(Stored dataset items)

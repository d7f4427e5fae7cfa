//! Price command implementation
//!
//! Prices one option analytically and by simulation.

use std::sync::Arc;

use pricer_pricing::mc::MonteCarloEngine;
use pricer_pricing::report::ReportSink;
use tracing::info;

use super::OptionArgs;
use crate::config::McPricerConfig;
use crate::Result;

/// Analytical and simulated prices of one option.
#[derive(Debug, Clone, Copy, PartialEq)]
pub struct PriceSummary {
    /// Closed-form price
    pub analytical: f64,
    /// Parity-implied price of the opposite type
    pub parity_implied: f64,
    /// Monte Carlo estimate
    pub monte_carlo: f64,
}

/// Run the price command
pub fn run(
    args: &OptionArgs,
    n_paths: usize,
    subintervals: usize,
    error_analysis: bool,
    config: &McPricerConfig,
    sink: Arc<dyn ReportSink>,
) -> Result<PriceSummary> {
    let option = args.to_option()?;
    let mc = config.mc_config(subintervals, n_paths)?;

    info!("Starting pricing...");
    info!("  Paths: {}", n_paths);
    info!("  Subintervals: {}", subintervals);
    info!("  Beta: {}", config.beta);

    println!("{}", option);
    let analytical = option.price();
    let parity_implied = option.price_by_put_call_parity();
    println!("Analytical price: {:.6}", analytical);
    println!("Parity-implied {} price: {:.6}", option.kind().opposite(), parity_implied);

    let monte_carlo = MonteCarloEngine::with_config(option, mc)
        .with_sink(sink)
        .price(config.beta, error_analysis);
    println!("Monte Carlo price: {:.6}", monte_carlo);

    info!("Pricing complete");
    Ok(PriceSummary {
        analytical,
        parity_implied,
        monte_carlo,
    })
}
//! Euler-Maruyama path stepping and path partitioning.

use pricer_models::analytical::EuropeanOption;

use super::accumulator::PayoffAccumulator;
use super::elasticity::Elasticity;
use crate::rng::PricerRng;

/// Per-step constants of the Euler-Maruyama scheme
/// `S ← S + r·dt·S + σ·√dt·S^β·Z`.
///
/// The drift is the risk-free rate, not the option's cost of carry.
#[derive(Debug, Clone, Copy, PartialEq)]
pub struct EulerScheme {
    spot: f64,
    drift: f64,
    diffusion: f64,
    steps: usize,
    elasticity: Elasticity,
}

impl EulerScheme {
    /// Discretises `option`'s maturity into `subintervals` equal steps.
    pub fn new(option: &EuropeanOption, subintervals: usize, elasticity: Elasticity) -> Self {
        let dt = option.maturity() / subintervals as f64;
        Self {
            spot: option.spot(),
            drift: option.rate() * dt,
            diffusion: option.volatility() * dt.sqrt(),
            steps: subintervals,
            elasticity,
        }
    }

    /// `r·dt`
    #[inline]
    pub fn drift(&self) -> f64 {
        self.drift
    }

    /// `σ·√dt`
    #[inline]
    pub fn diffusion(&self) -> f64 {
        self.diffusion
    }

    /// Number of steps per path.
    #[inline]
    pub fn steps(&self) -> usize {
        self.steps
    }

    /// Simulates one path and returns the terminal spot.
    ///
    /// With zero steps the path never leaves the initial spot. Nothing
    /// keeps the level positive; with `β != 1` a negative level feeds NaN
    /// into the rest of the path.
    #[inline]
    pub fn terminal_spot(&self, rng: &mut PricerRng) -> f64 {
        let mut s = self.spot;
        for _ in 0..self.steps {
            s = s + self.drift * s + self.diffusion * self.elasticity.apply(s) * rng.gen_normal();
        }
        s
    }

    /// Simulates `n_paths` paths and accumulates their terminal payoffs.
    ///
    /// Squared payoffs are only tracked when `track_squares` is set.
    pub fn simulate_chunk(
        &self,
        option: &EuropeanOption,
        n_paths: usize,
        track_squares: bool,
        rng: &mut PricerRng,
    ) -> PayoffAccumulator {
        let (kind, strike) = (option.kind(), option.strike());
        let mut acc = PayoffAccumulator::default();
        for _ in 0..n_paths {
            let payoff = kind.payoff(self.terminal_spot(rng), strike);
            acc.add(payoff, track_squares);
        }
        acc
    }
}

/// Splits `n_paths` into at most `n_chunks` near-equal partitions.
///
/// Sizes differ by at most one and there are never more partitions than
/// paths, so fewer paths than chunks yields one partition per path.
pub fn split_paths(n_paths: usize, n_chunks: usize) -> Vec<usize> {
    let chunks = n_chunks.max(1).min(n_paths.max(1));
    let base = n_paths / chunks;
    let rem = n_paths % chunks;
    (0..chunks)
        .map(|i| if i < rem { base + 1 } else { base })
        .filter(|&n| n > 0)
        .collect()
}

== Aim of the task ==
Write out the complete set of records exactly as given.

== Exercise solution ==
repository d7f4427e5fae7cfa
//! Price command implementation
//!
//! Prices one option analytically and by simulation.

use std::sync::Arc;

use pricer_pricing::mc::MonteCarloEngine;
use pricer_pricing::report::ReportSink;
use tracing::info;

use super::OptionArgs;
use crate::config::McPricerConfig;
use crate::Result;

/// Analytical and simulated prices of one option.
#[derive(Debug, Clone, Copy, PartialEq)]
pub struct PriceSummary {
    /// Closed-form price
    pub analytical: f64,
    /// Parity-implied price of the opposite type
    pub parity_implied: f64,
    /// Monte Carlo estimate
    pub monte_carlo: f64,
}

/// Run the price command
pub fn run(
    args: &OptionArgs,
    n_paths: usize,
    subintervals: usize,
    error_analysis: bool,
    config: &McPricerConfig,
    sink: Arc<dyn ReportSink>,
) -> Result<PriceSummary> {
    let option = args.to_option()?;
    let mc = config.mc_config(subintervals, n_paths)?;

    info!("Starting pricing...");
    info!("  Paths: {}", n_paths);
    info!("  Subintervals: {}", subintervals);
    info!("  Beta: {}", config.beta);

    println!("{}", option);
    let analytical = option.price();
    let parity_implied = option.price_by_put_call_parity();
    println!("Analytical price: {:.6}", analytical);
    println!("Parity-implied {} price: {:.6}", option.kind().opposite(), parity_implied);

    let monte_carlo = MonteCarloEngine::with_config(option, mc)
        .with_sink(sink)
        .price(config.beta, error_analysis);
    println!("Monte Carlo price: {:.6}", monte_carlo);

    info!("Pricing complete");
    Ok(PriceSummary {
        analytical,
        parity_implied,
        monte_carlo,
    })
}
//! Euler-Maruyama path stepping and path partitioning.

use pricer_models::analytical::EuropeanOption;

use super::accumulator::PayoffAccumulator;
use super::elasticity::Elasticity;
use crate::rng::PricerRng;

/// Per-step constants of the Euler-Maruyama scheme
/// `S ← S + r·dt·S + σ·√dt·S^β·Z`.
///
/// The drift is the risk-free rate, not the option's cost of carry.
#[derive(Debug, Clone, Copy, PartialEq)]
pub struct EulerScheme {
    spot: f64,
    drift: f64,
    diffusion: f64,
    steps: usize,
    elasticity: Elasticity,
}

impl EulerScheme {
    /// Discretises `option`'s maturity into `subintervals` equal steps.
    pub fn new(option: &EuropeanOption, subintervals: usize, elasticity: Elasticity) -> Self {
        let dt = option.maturity() / subintervals as f64;
        Self {
            spot: option.spot(),
            drift: option.rate() * dt,
            diffusion: option.volatility() * dt.sqrt(),
            steps: subintervals,
            elasticity,
        }
    }

    /// `r·dt`
    #[inline]
    pub fn drift(&self) -> f64 {
        self.drift
    }

    /// `σ·√dt`
    #[inline]
    pub fn diffusion(&self) -> f64 {
        self.diffusion
    }

    /// Number of steps per path.
    #[inline]
    pub fn steps(&self) -> usize {
        self.steps
    }

    /// Simulates one path and returns the terminal spot.
    ///
    /// With zero steps the path never leaves the initial spot. Nothing
    /// keeps the level positive; with `β != 1` a negative level feeds NaN
    /// into the rest of the path.
    #[inline]
    pub fn terminal_spot(&self, rng: &mut PricerRng) -> f64 {
        let mut s = self.spot;
        for _ in 0..self.steps {
            s = s + self.drift * s + self.diffusion * self.elasticity.apply(s) * rng.gen_normal();
        }
        s
    }

    /// Simulates `n_paths` paths and accumulates their terminal payoffs.
    ///
    /// Squared payoffs are only tracked when `track_squares` is set.
    pub fn simulate_chunk(
        &self,
        option: &EuropeanOption,
        n_paths: usize,
        track_squares: bool,
        rng: &mut PricerRng,
    ) -> PayoffAccumulator {
        let (kind, strike) = (option.kind(), option.strike());
        let mut acc = PayoffAccumulator::default();
        for _ in 0..n_paths {
            let payoff = kind.payoff(self.terminal_spot(rng), strike);
            acc.add(payoff, track_squares);
        }
        acc
    }
}

/// Splits `n_paths` into at most `n_chunks` near-equal partitions.
///
/// Sizes differ by at most one and there are never more partitions than
/// paths, so fewer paths than chunks yields one partition per path.
pub fn split_paths(n_paths: usize, n_chunks: usize) -> Vec<usize> {
    let chunks = n_chunks.max(1).min(n_paths.max(1));
    let base = n_paths / chunks;
    let rem = n_paths % chunks;
    (0..chunks)
        .map(|i| if i < rem { base + 1 } else { base })
        .filter(|&n| n > 0)
        .collect()
}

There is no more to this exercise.